• DATA SHOWN:

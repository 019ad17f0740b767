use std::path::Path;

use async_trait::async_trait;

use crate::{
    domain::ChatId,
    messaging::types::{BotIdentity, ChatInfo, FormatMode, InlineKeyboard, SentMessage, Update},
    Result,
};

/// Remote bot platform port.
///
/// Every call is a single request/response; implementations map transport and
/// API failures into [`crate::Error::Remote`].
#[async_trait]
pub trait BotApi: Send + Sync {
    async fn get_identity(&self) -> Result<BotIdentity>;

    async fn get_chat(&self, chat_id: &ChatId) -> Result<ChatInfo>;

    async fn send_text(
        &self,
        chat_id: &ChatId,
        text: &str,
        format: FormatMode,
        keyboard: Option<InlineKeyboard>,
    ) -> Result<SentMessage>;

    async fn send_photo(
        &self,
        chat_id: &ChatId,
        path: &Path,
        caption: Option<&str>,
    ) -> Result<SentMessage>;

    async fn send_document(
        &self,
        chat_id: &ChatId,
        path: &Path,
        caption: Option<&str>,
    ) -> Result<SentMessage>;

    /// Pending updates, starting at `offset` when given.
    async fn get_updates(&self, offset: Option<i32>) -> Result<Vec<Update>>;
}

• ACTIVITY: Reproduce every record above exactly as it appears.

• EXPECTED OUTPUT:
repository 019ad17f0740b767
use std::path::Path;

use async_trait::async_trait;

use crate::{
    domain::ChatId,
    messaging::types::{BotIdentity, ChatInfo, FormatMode, InlineKeyboard, SentMessage, Update},
    Result,
};

/// Remote bot platform port.
///
/// Every call is a single request/response; implementations map transport and
/// API failures into [`crate::Error::Remote`].
#[async_trait]
pub trait BotApi: Send + Sync {
    async fn get_identity(&self) -> Result<BotIdentity>;

    async fn get_chat(&self, chat_id: &ChatId) -> Result<ChatInfo>;

    async fn send_text(
        &self,
        chat_id: &ChatId,
        text: &str,
        format: FormatMode,
        keyboard: Option<InlineKeyboard>,
    ) -> Result<SentMessage>;

    async fn send_photo(
        &self,
        chat_id: &ChatId,
        path: &Path,
        caption: Option<&str>,
    ) -> Result<SentMessage>;

    async fn send_document(
        &self,
        chat_id: &ChatId,
        path: &Path,
        caption: Option<&str>,
    ) -> Result<SentMessage>;

    /// Pending updates, starting at `offset` when given.
    async fn get_updates(&self, offset: Option<i32>) -> Result<Vec<Update>>;
}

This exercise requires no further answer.